Spent the evening at W7RM's with Mike K7NT (the ham formerly known as
AA7NX). Initially, we were able to make the network crash in about
2 minutes. Well, crash enough for some of the debug stuff I had to
start yelling in alarm.
After much hair pulling and enhancements to the tests, I finally
figured out the problem. I kept a linked list of messages originated
by a specific computer. When that computer saw its message come back,
it would delete the message from the linked list. Of course, it would
not send this message onto the next computer since everyone has now
seen the message.
This same list is used to generate the retries. If something is on
the list long enough, it will generate a retry (up to ten of them).
Let's say it does a retry every 30 seconds.
Okay, now pretend the first message took 35 seconds to come around
the network. When the originating computer sees the message, it
recognizes it as its own, deletes the entry in the retry list, and
doesn't send it on to the other computer. What is wrong with this
picture???
The computer sent a retry of the original message 5 seconds before
receiving the first message. Now when that second message comes around the
loop, it does not appear in the retry list - and thus nobody takes
any ownership of the message and it just keeps going around and around
until the "Time to live" count goes to zero (about 40 hops).
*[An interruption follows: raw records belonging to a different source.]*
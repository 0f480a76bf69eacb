//! Transaction coordinator behavior: nesting, disconnect, fuse, modes.

use std::time::Duration;

use keel_conn::{ConnectOptions, Connection};
use keel_pool::{PoolConfig, PoolError};
use keel_testing::{TestConnector, init_tracing};
use keel_txn::{Coordinator, Mode, TransactionError};

const T: Duration = Duration::from_secs(5);

async fn coordinator_of(connector: &TestConnector, size: usize) -> Coordinator<TestConnector> {
    Coordinator::start(
        connector.clone(),
        ConnectOptions::default(),
        PoolConfig::new().size(size),
    )
    .await
    .unwrap()
}

#[tokio::test]
async fn outermost_transaction_reports_depth_and_queue_time() {
    init_tracing();
    let connector = TestConnector::new();
    let db = coordinator_of(&connector, 1).await;

    let value = db
        .transaction(T, |tx| {
            Box::pin(async move {
                assert_eq!(tx.depth(), 0);
                assert_eq!(tx.mode(), Mode::Raw);
                assert!(tx.queue_time().is_some());
                tx.connection().unwrap().id()
            })
        })
        .await
        .unwrap();

    assert_eq!(value, 1);
}

#[tokio::test]
async fn nested_transactions_share_one_checkout() {
    init_tracing();
    let connector = TestConnector::new();
    let db = coordinator_of(&connector, 2).await;

    let (outer_id, inner_id) = db
        .transaction(T, |tx| {
            Box::pin(async move {
                let outer_id = tx.connection().unwrap().id();

                let inner_id = tx
                    .transaction(|tx| {
                        Box::pin(async move {
                            assert_eq!(tx.depth(), 1);
                            assert!(tx.queue_time().is_none());
                            tx.connection().unwrap().id()
                        })
                    })
                    .await
                    .unwrap();

                // Back in the outer scope.
                assert_eq!(tx.depth(), 0);
                assert!(tx.queue_time().is_some());
                (outer_id, inner_id)
            })
        })
        .await
        .unwrap();

    assert_eq!(outer_id, inner_id);
    assert_eq!(connector.opened(), 2);
    assert_eq!(db.pool().metrics().checkouts_successful, 1);
}

#[tokio::test]
async fn disconnect_poisons_the_rest_of_the_stack() {
    init_tracing();
    let connector = TestConnector::new();
    let db = coordinator_of(&connector, 1).await;

    db.transaction(T, |tx| {
        Box::pin(async move {
            let before = tx.connection().unwrap().handle();
            tx.disconnect(T).await;

            assert!(!before.is_alive());
            assert!(matches!(
                tx.connection(),
                Err(TransactionError::NoConnection)
            ));

            // The nested body must not run at all.
            let nested: Result<(), _> = tx
                .transaction(|_tx| {
                    Box::pin(async move { unreachable!("nested body ran after disconnect") })
                })
                .await;
            assert!(matches!(nested, Err(TransactionError::NoConnection)));
        })
    })
    .await
    .unwrap();

    // A fresh outermost transaction recovers with a new session.
    let next_id = db
        .transaction(T, |tx| Box::pin(async move { tx.connection().unwrap().id() }))
        .await
        .unwrap();
    assert_eq!(next_id, 2);
}

#[tokio::test]
async fn fuse_disconnects_on_error_and_returns_it_unchanged() {
    init_tracing();
    let connector = TestConnector::new();
    let db = coordinator_of(&connector, 1).await;

    db.transaction(T, |tx| {
        Box::pin(async move {
            let result: Result<(), &str> = tx
                .fuse(T, |_tx| Box::pin(async move { Err("boom") }))
                .await;
            assert_eq!(result.unwrap_err(), "boom");
            assert!(matches!(
                tx.connection(),
                Err(TransactionError::NoConnection)
            ));
        })
    })
    .await
    .unwrap();
}

#[tokio::test]
async fn fuse_passes_success_through_without_side_effects() {
    init_tracing();
    let connector = TestConnector::new();
    let db = coordinator_of(&connector, 1).await;

    db.transaction(T, |tx| {
        Box::pin(async move {
            let result: Result<u8, &str> = tx
                .fuse(T, |tx| {
                    Box::pin(async move {
                        tx.connection().map_err(|_| "gone")?;
                        Ok(9)
                    })
                })
                .await;
            assert_eq!(result.unwrap(), 9);
            assert!(tx.connection().is_ok());
        })
    })
    .await
    .unwrap();
}

#[tokio::test]
async fn set_mode_twice_is_reported_not_performed() {
    init_tracing();
    let connector = TestConnector::new();
    let db = coordinator_of(&connector, 1).await;

    db.transaction(T, |tx| {
        Box::pin(async move {
            tx.set_mode(Mode::Sandbox, T).await.unwrap();
            assert!(tx.connection().unwrap().in_sandbox());

            let again = tx.set_mode(Mode::Sandbox, T).await;
            assert!(matches!(
                again,
                Err(TransactionError::AlreadyInMode(Mode::Sandbox))
            ));
            // No side effects: still sandboxed, still connected.
            assert!(tx.connection().unwrap().in_sandbox());
        })
    })
    .await
    .unwrap();
}

#[tokio::test]
async fn killed_session_is_replaced_on_the_next_transaction() {
    init_tracing();
    let connector = TestConnector::new();
    let db = coordinator_of(&connector, 1).await;

    let (first_id, first_handle) = db
        .transaction(T, |tx| {
            Box::pin(async move {
                let conn = tx.connection().unwrap();
                let handle = conn.handle();
                conn.kill();
                (handle.id(), handle)
            })
        })
        .await
        .unwrap();

    let second_id = db
        .transaction(T, |tx| Box::pin(async move { tx.connection().unwrap().id() }))
        .await
        .unwrap();

    assert_ne!(first_id, second_id);
    assert!(!first_handle.is_alive());
    assert_eq!(db.pool().metrics().implicit_breaks, 1);
}

#[tokio::test(flavor = "multi_thread", worker_threads = 2)]
async fn panic_in_raw_mode_closes_the_session() {
    init_tracing();
    let connector = TestConnector::new();
    let db = coordinator_of(&connector, 1).await;
    let first = connector.last_session().unwrap();

    let crashed = {
        let db = db.clone();
        tokio::spawn(async move {
            db.transaction::<(), _>(T, |_tx| {
                Box::pin(async move {
                    panic!("caller died mid-transaction");
                })
            })
            .await
        })
    };
    assert!(crashed.await.is_err());

    // Raw mode: the session state was unknown, so it was condemned.
    assert!(!first.is_alive());
    let next_id = db
        .transaction(T, |tx| Box::pin(async move { tx.connection().unwrap().id() }))
        .await
        .unwrap();
    assert_ne!(next_id, first.id());
}

#[tokio::test(start_paused = true)]
async fn second_caller_queue_time_reflects_first_holding() {
    init_tracing();
    let connector = TestConnector::new();
    let db = coordinator_of(&connector, 1).await;

    let holder = {
        let db = db.clone();
        tokio::spawn(async move {
            db.transaction(T, |_tx| {
                Box::pin(async move {
                    tokio::time::sleep(Duration::from_millis(300)).await;
                })
            })
            .await
            .unwrap();
        })
    };

    // Give the holder time to win the only worker.
    tokio::time::sleep(Duration::from_millis(10)).await;

    let queue_time = db
        .transaction(Duration::from_secs(30), |tx| {
            Box::pin(async move { tx.queue_time().unwrap() })
        })
        .await
        .unwrap();

    assert!(queue_time >= Duration::from_millis(250));
    holder.await.unwrap();
}

#[tokio::test]
async fn run_checks_out_and_returns() {
    init_tracing();
    let connector = TestConnector::new();
    let db = coordinator_of(&connector, 1).await;

    let (id, queue_time) = db
        .run(T, |conn, queue_time| {
            Box::pin(async move { (conn.id(), queue_time) })
        })
        .await
        .unwrap();

    assert_eq!(id, 1);
    assert!(queue_time.is_some());
    assert_eq!(db.pool().status().idle, 1);
}

#[tokio::test]
async fn run_inside_a_transaction_reuses_the_connection() {
    init_tracing();
    let connector = TestConnector::new();
    let db = coordinator_of(&connector, 1).await;

    db.transaction(T, |tx| {
        Box::pin(async move {
            let outer_id = tx.connection().unwrap().id();

            let (inner_id, queue_time) = tx
                .run(|conn, queue_time| Box::pin(async move { (conn.id(), queue_time) }))
                .await
                .unwrap();

            assert_eq!(inner_id, outer_id);
            assert!(queue_time.is_none());
            // Depth-transparent: no nesting bookkeeping happened.
            assert_eq!(tx.depth(), 0);
        })
    })
    .await
    .unwrap();

    assert_eq!(connector.opened(), 1);
}

#[tokio::test(flavor = "multi_thread", worker_threads = 2)]
async fn panic_inside_run_keeps_the_session() {
    init_tracing();
    let connector = TestConnector::new();
    let db = coordinator_of(&connector, 1).await;
    let first = connector.last_session().unwrap();

    let crashed = {
        let db = db.clone();
        tokio::spawn(async move {
            db.run::<(), _>(T, |_conn, _queue_time| {
                Box::pin(async move {
                    panic!("caller died mid-run");
                })
            })
            .await
        })
    };
    assert!(crashed.await.is_err());

    // No transaction was open: the session is known good and is reused.
    assert!(first.is_alive());
    let id = db
        .run(T, |conn, _| Box::pin(async move { conn.id() }))
        .await
        .unwrap();
    assert_eq!(id, first.id());
}

#[tokio::test]
async fn stopped_coordinator_reports_pool_closed() {
    init_tracing();
    let connector = TestConnector::new();
    let db = coordinator_of(&connector, 1).await;

    db.stop().await;

    let result: Result<(), _> = db.transaction(T, |_tx| Box::pin(async move {})).await;
    assert!(matches!(
        result,
        Err(TransactionError::Pool(PoolError::Closed))
    ));
}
To makes things worse, the program initially sent the first retry
after only 4 seconds! Then another at 14. If you had a computer
that was doing a lot of hard disk work (like a slow 286 with the
network processing 1500 QSOs/hour), these messages might take
a minute to get around... meanwhile there is a que of about 5
retry messages (with the old timing). The output buffer quickly
filled up causing the computer to slow to a crawl.
So, the retry buffer has been re-engineered so the last 32 messages
are remembered. A flag is set when the message comes all the way
around the network so it won't be resent. The retries are spread out
every 30 seconds (meaning you could have a computer down for a few
minutes and everything should catch up). I have increased the baud
rate from 2400 to 4800 which really helped speed things up.
Now, with 3 computers going full speed, the delay time for QSOs
showing up on the computers is in the order of seconds. We ran
about 600 QSOs without a single QSO being lost at rates close to
2K/hour.
TR is now network ready!!!!!
I am going to bed.
Tree N6TR
tree@contesting.com
|